Fundamentally, says, Ian Michiels, research director and practice leader of the Customer Management Technology Group at Aberdeen, the data is not reaching those who need it most because it remains in silos, usually at the top levels, and it’s not generally accessible throughout the organization. "The data exists, but it’s decentralized and all over the place," he says. Some data resides in CRM systems, some in Web analytics programs, and the rest is distributed elsewhere in the organization.
 
In addition, marketing people don’t rely on "deep data answers in their day-to-day business," Michiels says. What’s needed is not more data, but integrated tools that marketing people can easily use for forecasting or during a campaign to demonstrate the ROI of their efforts.
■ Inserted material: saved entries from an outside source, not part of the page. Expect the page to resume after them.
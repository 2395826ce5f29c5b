//! Non-fatal diagnostics surfaced to the host.
//!
//! Generators never abort on a recoverable condition. Instead they log it
//! through `tracing` and keep a [`Diagnostic`] record the host can drain.

use serde::{Deserialize, Serialize};

use crate::error::PathError;

#[derive(Debug, Clone, Copy, PartialEq, Eq, Hash, Serialize, Deserialize)]
pub enum DiagnosticKind {
    CapacityExceeded,
    InsufficientLength,
    EmptyCurve,
    UnsupportedAxis,
    NotInitialized,
    InvalidConfig,
    Collider,
    AlreadyRunning,
}

#[derive(Debug, Clone, PartialEq, Serialize, Deserialize)]
pub struct Diagnostic {
    pub kind: DiagnosticKind,
    pub message: String,
}

impl Diagnostic {
    pub fn new(kind: DiagnosticKind, message: impl Into<String>) -> Self {
        Self {
            kind,
            message: message.into(),
        }
    }

    /// Log `err` at warn level on behalf of `source` and return its record.
    pub fn warn(source: &str, err: &PathError) -> Self {
        tracing::warn!(generator = %source, "{}", err);
        Self::new(err.kind(), format!("{}: {}", source, err))
    }

    /// Same as [`Diagnostic::warn`] but logged at debug level, for
    /// conditions the host usually does not care about.
    pub fn debug(source: &str, kind: DiagnosticKind, message: impl Into<String>) -> Self {
        let message = message.into();
        tracing::debug!(generator = %source, "{}", message);
        Self::new(kind, format!("{}: {}", source, message))
    }
}

impl std::fmt::Display for Diagnostic {
    fn fmt(&self, f: &mut std::fmt::Formatter<'_>) -> std::fmt::Result {
        write!(f, "[{:?}] {}", self.kind, self.message)
    }
}
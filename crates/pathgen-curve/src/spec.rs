//! The curve representation derived from a point sequence.

use pathgen_core::error::{PathError, Result};
use pathgen_core::traits::{BoundingBox, Validate};
use pathgen_core::Tolerance;
use pathgen_math::{Aabb3, PathSpace, Point3};
use serde::{Deserialize, Serialize};

use crate::control::AnchorStyle;

/// Ordered anchors with one [`AnchorStyle`] each, plus the open/closed
/// flag fixed at construction.
///
/// An open curve with `n` anchors has `n - 1` segments; a closed one has
/// `n`, the last segment wrapping back to the first anchor.
#[derive(Debug, Clone, PartialEq, Serialize, Deserialize)]
pub struct CurveSpec {
    anchors: Vec<Point3>,
    styles: Vec<AnchorStyle>,
    closed: bool,
    space: PathSpace,
}

impl CurveSpec {
    /// Build a curve through `points`, flattened into `space`, with the
    /// same style on every anchor.
    pub fn new(points: &[Point3], closed: bool, space: PathSpace, style: AnchorStyle) -> Self {
        Self {
            anchors: points.iter().map(|&p| space.flatten(p)).collect(),
            styles: vec![style; points.len()],
            closed,
            space,
        }
    }

    pub fn anchors(&self) -> &[Point3] {
        &self.anchors
    }

    pub fn styles(&self) -> &[AnchorStyle] {
        &self.styles
    }

    pub fn is_closed(&self) -> bool {
        self.closed
    }

    pub fn space(&self) -> PathSpace {
        self.space
    }

    pub fn anchor_count(&self) -> usize {
        self.anchors.len()
    }

    pub fn segment_count(&self) -> usize {
        let n = self.anchors.len();
        if n < 2 {
            0
        } else if self.closed {
            n
        } else {
            n - 1
        }
    }

    /// Anchor indices `(start, end)` of segment `index`.
    pub fn segment_anchors(&self, index: usize) -> Option<(usize, usize)> {
        if index >= self.segment_count() {
            return None;
        }
        Some((index, (index + 1) % self.anchors.len()))
    }

    /// Neighbouring anchors of `index`, wrapping for closed curves.
    pub fn neighbours(&self, index: usize) -> (Option<Point3>, Option<Point3>) {
        let n = self.anchors.len();
        if index >= n || n < 2 {
            return (None, None);
        }
        if self.closed {
            (
                Some(self.anchors[(index + n - 1) % n]),
                Some(self.anchors[(index + 1) % n]),
            )
        } else {
            (
                index.checked_sub(1).map(|i| self.anchors[i]),
                self.anchors.get(index + 1).copied(),
            )
        }
    }

    /// Append an anchor at the end. The point is flattened into the curve's space.
    pub fn push_anchor(&mut self, point: Point3, style: AnchorStyle) {
        self.anchors.push(self.space.flatten(point));
        self.styles.push(style);
    }

    /// Remove the anchor at `index`, which deletes the segment starting there.
    pub fn remove_anchor(&mut self, index: usize) -> Option<Point3> {
        if index >= self.anchors.len() {
            return None;
        }
        self.styles.remove(index);
        Some(self.anchors.remove(index))
    }

    pub fn set_style(&mut self, index: usize, style: AnchorStyle) {
        if let Some(s) = self.styles.get_mut(index) {
            *s = style;
        }
    }
}

impl Validate for CurveSpec {
    fn validate(&self) -> Result<()> {
        if self.anchors.len() != self.styles.len() {
            return Err(PathError::InvalidConfig(format!(
                "curve has {} anchors but {} anchor styles",
                self.anchors.len(),
                self.styles.len()
            )));
        }
        if let Some(i) = self.anchors.iter().position(|p| !p.is_finite()) {
            return Err(PathError::InvalidConfig(format!("anchor {} is not finite", i)));
        }
        if let Some(plane) = self.space.plane() {
            let tolerance = Tolerance::default_precision();
            if let Some(i) = self
                .anchors
                .iter()
                .position(|&p| !tolerance.is_zero(plane.height(p)))
            {
                return Err(PathError::InvalidConfig(format!(
                    "anchor {} lies outside the {:?} plane",
                    i, self.space
                )));
            }
        }
        Ok(())
    }
}

impl BoundingBox for CurveSpec {
    type Point = Point3;

    fn bounding_box(&self) -> Option<(Point3, Point3)> {
        Aabb3::from_points(&self.anchors).map(|b| (b.min, b.max))
    }
}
In the best cases, advanced BI organizations get data out to line-of-business users and make sure it’s showing business results. Technology is just the enabler, Michiels says.

People Power
Bruno Aziza, Microsoft’s Worldwide Lead Strategist on business intelligence, agrees that "empowering people to make better decisions" has to be a primary goal of BI efforts and should be mandated by top executives. "BI projects sponsored by an IT executive alone rarely work," according to Aziza. Similarly, technology by itself won’t create an environment where business intelligence permeates the enterprise. To achieve this, he says, corporate culture has to change to encourage "partnerships between IT and the business."
 
Additionally, Aziza says, without having uniform terminology and standard definitions throughout an organization, people won’t use the data or they won’t be able to share it beyond their own department.
 
At the Lego Group, based in Billund, Denmark, CIO Henrik Amsinck is grappling with many of these issues as the global toy manufacturer and distributor seeks to integrate its BI efforts across the enterprise.
 
Lego has many BI initiatives under way but Amsinck’s team is focused on three key efforts: customer-facing applications that incorporate data mining, loyalty programs, call centers and analytics for channel partners; a Consumer Insights Portal for internal and external data sharing, and an enterprise-performance management (EPM) program that will provide knowledge management across the entire organization.
 
While Lego is using new forms of customer-generated intelligence, such as collecting voice recordings to the call center, the EPM application is the most strategic and far-reaching, Amsinck says. It will "create a BI organization" driving a global information model with global definitions and KPIs servicing local needs through an efficient data-filtering process.
 
Over the next year more education and training will be offered to convince users—including new employees just joining the company-- of BI’s value. They will also be trained to interpret and analyze the reports they receive and to use standard definitions, terminology and on-platform tools. Unless there is corporate commitment and standards are in place, users tend to "go back to their old ways," Amsinck says. If they don’t know how to use the new tools and concepts, they won’t understand the value of learning.
 
Recent research from Forrester shows a strong need for integrated BI and analytics applications. In an August report, Forrester said: "Many enterprises deploy siloed, traditional BI and advanced analytics environments through fragmented, departmental and tactical initiatives." Michiels at Aberdeen calls this a "patchwork solution" that’s not working.
 
Despite its failings, businesses continue to place their bets on BI, even in the current economic climate. A recent InformationWeek article quotes Gartner research that shows a 22 percent growth in sales of BI software over the past year, up from 13 percent the previous year. Aziza drives the point home strongly: "Business Intelligence is a competitive asset for organizations; if you’re not using business intelligence to outperform your competition, your competition is using it to outperform you."
 

Best-in-class enterprises deliver BI to more lines of business than average businesses, although marketing still lags behind other users.